Beijing is both an economic partner-cum-competitor and a strategic adversary. This differentiation should be inscribed in regulation and affirmed via prudent risk mitigation practices. Controls, denials and restrictions on access should be limited to core technologies and essential security objectives. The cautionary tale of heavy-handed controls incentivising the move of production overseas or US technology being ‘designed out’ of global supply chains counsels for a circumscribed delineation of the ‘national security’ perimeter.
It makes no sense to borrow a page from the lose–lose tariff war and hinder the development or commercialisation of US technology in the zeal to punish China. At a time when Beijing is dipping its feet in the foreign investment security review waters — its first announced review is underway — broad-brush controls would set a poor precedent and invite tit-for-tat retaliation.
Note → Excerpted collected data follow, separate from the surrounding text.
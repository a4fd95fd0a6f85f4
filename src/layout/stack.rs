//! # Linear Stack Negotiation
//!
//! Sizing for vertical and horizontal stacks: an iterative relaxation that
//! settles children whose natural extent fits the current even share of
//! space, then recomputes the share over whoever is left. The loop runs at
//! most once per child (in the worst case one child settles per pass), and
//! it is a loop rather than recursion so deep stacks cannot blow the call
//! stack.
//!
//! Allocation order: settled naturals first, then proportional-width
//! children split the leftover by factor, then greedy children share it
//! evenly, and spacers absorb only what nobody else claimed. Spacers are
//! always lowest priority for space.

use crate::env::Environment;
use crate::geometry::{fits, BlockSize, Proposal, Rect, Size};
use crate::model::{flatten, Block, Spacing};
use crate::style::Axis;

use super::wrap::RenderContext;
use super::{draw, measure};

fn proposal_along(axis: Axis, main: f64, cross: f64) -> Proposal {
    match axis {
        Axis::Horizontal => Proposal::new(main, cross),
        Axis::Vertical => Proposal::new(cross, main),
    }
}

/// Compute each child's main-axis extent for a stack of `main_extent`.
///
/// The children must already be flattened and the environment's layout
/// axis already set to `axis`.
pub fn solve(
    ctx: &mut RenderContext<'_>,
    env: &Environment,
    children: &[Block],
    axis: Axis,
    main_extent: f64,
    cross_extent: f64,
    spacing: Spacing,
) -> Vec<f64> {
    let n = children.len();
    if n == 0 {
        return Vec::new();
    }

    let gaps = spacing.minimum() * (n - 1) as f64;
    let mut remaining = (main_extent - gaps).max(0.0);
    let mut sizes = vec![0.0_f64; n];

    let mut spacers: Vec<usize> = Vec::new();
    let mut proportional: Vec<(usize, f64)> = Vec::new();
    let mut pool: Vec<usize> = Vec::new();

    for (i, child) in children.iter().enumerate() {
        if child.is_spacer(env) {
            let reserved = measure(child, ctx, env, proposal_along(axis, 0.0, cross_extent))
                .min
                .along(axis);
            sizes[i] = reserved;
            remaining = (remaining - reserved).max(0.0);
            spacers.push(i);
        } else if let Some(factor) = child.proportional_width(env) {
            proportional.push((i, factor.max(0.0)));
        } else {
            pool.push(i);
        }
    }

    // Settle loop: children whose natural extent fits the even share take
    // exactly their natural size and leave the pool.
    loop {
        if pool.is_empty() {
            break;
        }
        let share = (remaining / pool.len() as f64).max(0.0);
        let mut settled: Vec<usize> = Vec::new();
        for &i in &pool {
            let natural = measure(
                &children[i],
                ctx,
                env,
                proposal_along(axis, f64::INFINITY, cross_extent),
            )
            .max
            .along(axis);
            if natural.is_finite() && fits(natural, share) {
                sizes[i] = natural;
                settled.push(i);
            }
        }
        if settled.is_empty() {
            break;
        }
        for i in &settled {
            remaining = (remaining - sizes[*i]).max(0.0);
        }
        pool.retain(|i| !settled.contains(i));
    }

    // Proportional children divide the leftover by factor. Under an
    // unbounded proposal there is no leftover to divide; they report
    // natural size like anyone else.
    let total_factor: f64 = proportional.iter().map(|(_, f)| f).sum();
    if total_factor > 0.0 {
        if remaining.is_finite() {
            for &(i, factor) in &proportional {
                sizes[i] = remaining * factor / total_factor;
            }
            remaining = 0.0;
        } else {
            for &(i, _) in &proportional {
                sizes[i] = measure(
                    &children[i],
                    ctx,
                    env,
                    proposal_along(axis, f64::INFINITY, cross_extent),
                )
                .max
                .along(axis);
            }
        }
    }

    // Whoever is left is larger or flexible: the final even share.
    if !pool.is_empty() {
        let share = (remaining / pool.len() as f64).max(0.0);
        for &i in &pool {
            sizes[i] = share;
        }
        remaining = 0.0;
    }

    // Spacers absorb space nobody else claimed.
    if !spacers.is_empty() && remaining.is_finite() && remaining > 0.0 {
        let extra = remaining / spacers.len() as f64;
        for &i in &spacers {
            sizes[i] += extra;
        }
    }

    sizes
}

/// Negotiated measurement for a non-wrapping stack. The reported main
/// extent never exceeds the proposal: oversized children are shrunk to
/// their share, exactly as they will be drawn.
pub fn measure_stack(
    ctx: &mut RenderContext<'_>,
    env: &Environment,
    children: &[Block],
    axis: Axis,
    spacing: Spacing,
    proposal: Proposal,
) -> BlockSize {
    let flat = flatten(children, env);
    if flat.is_empty() {
        return BlockSize::ZERO;
    }
    let main = proposal.along(axis);
    let cross = proposal.along(axis.cross());
    let sizes = solve(ctx, env, &flat, axis, main, cross, spacing);

    let gaps = spacing.minimum() * (flat.len() - 1) as f64;
    let mut main_min = gaps;
    let mut main_max = gaps;
    let mut cross_min = 0.0_f64;
    let mut cross_max = 0.0_f64;
    for (i, child) in flat.iter().enumerate() {
        let m = measure(child, ctx, env, proposal_along(axis, sizes[i], cross));
        main_min += m.min.along(axis);
        main_max += sizes[i];
        cross_min = cross_min.max(m.min.along(axis.cross()));
        cross_max = cross_max.max(m.max.along(axis.cross()));
    }
    if main.is_finite() {
        main_max = main_max.min(main);
        // Flexible spacing makes the stack greedy: it claims the whole
        // main axis so there is slack to distribute between the gaps.
        if matches!(spacing, Spacing::Flexible { .. }) && flat.len() > 1 {
            main_max = main;
        }
    }
    if cross.is_finite() {
        cross_max = cross_max.min(cross);
    }
    main_min = main_min.min(main_max);
    cross_min = cross_min.min(cross_max);

    match axis {
        Axis::Horizontal => BlockSize::new(
            Size::new(main_min, cross_min),
            Size::new(main_max, cross_max),
        ),
        Axis::Vertical => BlockSize::new(
            Size::new(cross_min, main_min),
            Size::new(cross_max, main_max),
        ),
    }
}

/// Unnegotiated measurement: the extent the children need when each is
/// given unlimited main-axis space. Page-wrapping containers report this so
/// the pagination engine can tell how much content remains to split.
pub fn natural_stack_size(
    ctx: &mut RenderContext<'_>,
    env: &Environment,
    children: &[Block],
    axis: Axis,
    spacing: Spacing,
    proposal: Proposal,
) -> BlockSize {
    let flat = flatten(children, env);
    if flat.is_empty() {
        return BlockSize::ZERO;
    }
    let cross = proposal.along(axis.cross());
    let mut main_total = spacing.minimum() * (flat.len() - 1) as f64;
    let mut main_min = 0.0_f64;
    let mut cross_min = 0.0_f64;
    let mut cross_max = 0.0_f64;
    for child in &flat {
        let m = measure(child, ctx, env, proposal_along(axis, f64::INFINITY, cross));
        main_total += m.max.along(axis);
        main_min = main_min.max(m.min.along(axis));
        cross_min = cross_min.max(m.min.along(axis.cross()));
        cross_max = cross_max.max(m.max.along(axis.cross()));
    }
    if cross.is_finite() {
        cross_max = cross_max.min(cross);
    }
    cross_min = cross_min.min(cross_max);

    match axis {
        Axis::Horizontal => BlockSize::new(
            Size::new(main_min, cross_min),
            Size::new(main_total, cross_max),
        ),
        Axis::Vertical => BlockSize::new(
            Size::new(cross_min, main_min),
            Size::new(cross_max, main_total),
        ),
    }
}

/// Place and draw a non-wrapping stack's children into `rect`.
///
/// `cross_fraction` is the cross-axis alignment as a 0..1 offset fraction.
#[allow(clippy::too_many_arguments)]
pub fn draw_stack(
    ctx: &mut RenderContext<'_>,
    env: &Environment,
    children: &[Block],
    axis: Axis,
    spacing: Spacing,
    cross_fraction: f64,
    rect: Rect,
) {
    let flat = flatten(children, env);
    let n = flat.len();
    if n == 0 {
        return;
    }
    let main_extent = rect.size().along(axis);
    let cross_extent = rect.size().along(axis.cross());
    let sizes = solve(ctx, env, &flat, axis, main_extent, cross_extent, spacing);
    let total: f64 = sizes.iter().sum();

    let gap = match spacing {
        Spacing::Fixed(v) => v,
        Spacing::Flexible { min } => {
            if n > 1 {
                let slack = main_extent - total - min * (n - 1) as f64;
                min + (slack / (n - 1) as f64).max(0.0)
            } else {
                min
            }
        }
    };

    let mut offset = 0.0;
    for (i, child) in flat.iter().enumerate() {
        let m = measure(child, ctx, env, proposal_along(axis, sizes[i], cross_extent));
        let cross_size = m.max.along(axis.cross()).min(cross_extent);
        let cross_offset = (cross_extent - cross_size) * cross_fraction;
        let child_rect = match axis {
            Axis::Horizontal => Rect::new(
                rect.x + offset,
                rect.y + cross_offset,
                sizes[i],
                cross_size,
            ),
            Axis::Vertical => Rect::new(
                rect.x + cross_offset,
                rect.y + offset,
                cross_size,
                sizes[i],
            ),
        };
        draw(child, ctx, env, child_rect);
        offset += sizes[i] + gap;
    }
}

#[cfg(test)]
mod tests {
    use super::*;
    use crate::render::{RecordingRenderer, RenderLayer};

    fn text_of_width(chars: usize) -> Block {
        // Default font is 12pt, 6pt per character.
        Block::text("x".repeat(chars))
    }

    #[test]
    fn settle_loop_shrinks_only_the_oversized_child() {
        let mut renderer = RecordingRenderer::new();
        let mut ctx = RenderContext::new(&mut renderer, RenderLayer::Committed, None);
        let env = Environment::default().with_axis(Axis::Horizontal);

        // Natural widths 48, 198, 48 in a 250pt slot: the small children
        // keep their size, the large one takes what is left.
        let children = vec![text_of_width(8), text_of_width(33), text_of_width(8)];
        let sizes = solve(
            &mut ctx,
            &env,
            &children,
            Axis::Horizontal,
            250.0,
            100.0,
            Spacing::Fixed(0.0),
        );
        assert!((sizes[0] - 48.0).abs() < 1e-9);
        assert!((sizes[2] - 48.0).abs() < 1e-9);
        assert!((sizes[1] - 154.0).abs() < 1e-9, "large child gets the rest");
    }

    #[test]
    fn spacers_take_only_what_nobody_claimed() {
        let mut renderer = RecordingRenderer::new();
        let mut ctx = RenderContext::new(&mut renderer, RenderLayer::Committed, None);
        let env = Environment::default().with_axis(Axis::Horizontal);

        let children = vec![text_of_width(10), Block::spacer(5.0), text_of_width(10)];
        let sizes = solve(
            &mut ctx,
            &env,
            &children,
            Axis::Horizontal,
            300.0,
            100.0,
            Spacing::Fixed(0.0),
        );
        assert!((sizes[0] - 60.0).abs() < 1e-9);
        assert!((sizes[2] - 60.0).abs() < 1e-9);
        assert!((sizes[1] - 180.0).abs() < 1e-9, "spacer absorbs the slack");
    }

    #[test]
    fn proportional_children_split_by_factor() {
        let mut renderer = RecordingRenderer::new();
        let mut ctx = RenderContext::new(&mut renderer, RenderLayer::Committed, None);
        let env = Environment::default().with_axis(Axis::Horizontal);

        let children = vec![
            text_of_width(2).proportional(1.0),
            text_of_width(2).proportional(3.0),
        ];
        let sizes = solve(
            &mut ctx,
            &env,
            &children,
            Axis::Horizontal,
            400.0,
            100.0,
            Spacing::Fixed(0.0),
        );
        assert!((sizes[0] - 100.0).abs() < 1e-9);
        assert!((sizes[1] - 300.0).abs() < 1e-9);
    }

    #[test]
    fn empty_stack_measures_to_zero() {
        let mut renderer = RecordingRenderer::new();
        let mut ctx = RenderContext::new(&mut renderer, RenderLayer::Committed, None);
        let env = Environment::default();
        let size = measure_stack(
            &mut ctx,
            &env,
            &[],
            Axis::Vertical,
            Spacing::Fixed(10.0),
            Proposal::new(100.0, 100.0),
        );
        assert_eq!(size, BlockSize::ZERO);
    }
}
The United States and the West enjoy formidable advantages in the building-block technologies that will motor the 4IR. Intelligent applications rely on hardware that is almost exclusively powered by semiconductors. US headquartered firms account for nearly half of all global semiconductor production and with allies Japan and the Netherlands, host 90 per cent of the semiconductor manufacturing equipment industry.
With a mix of carrots and sticks, Washington must leverage this upstream prowess to insist that market-based approaches and technology-neutral state aid, as well as non-discrimination between state-owned, private and foreign producers become the principal basis of China’s industrial and innovation policies. Pillorying Beijing’s state-tilted playing field while filing briefs in federal court to exempt US chip producers from competition rules and kneecapping China’s most dynamic private 5G and AI companies via export controls sends the opposite message — that US actions have less to do with fair and efficient competition and more with thwarting China’s rise.
Until multilateral rules regarding the commercial, privacy, ethical and security implications of this revolution in intelligent information and industrial systems are devised, this conjecture of China’s decoupling with the West will continue to fester. Perhaps a pathfinder group of liberal-minded developed and developing middle powers is ideally placed to devise the extensible architecture of rules that could hasten the recoupling of destinies across the Pacific.
Sourabh Gupta is Senior Fellow at the Institute for China–America Studies (ICAS) in Washington DC.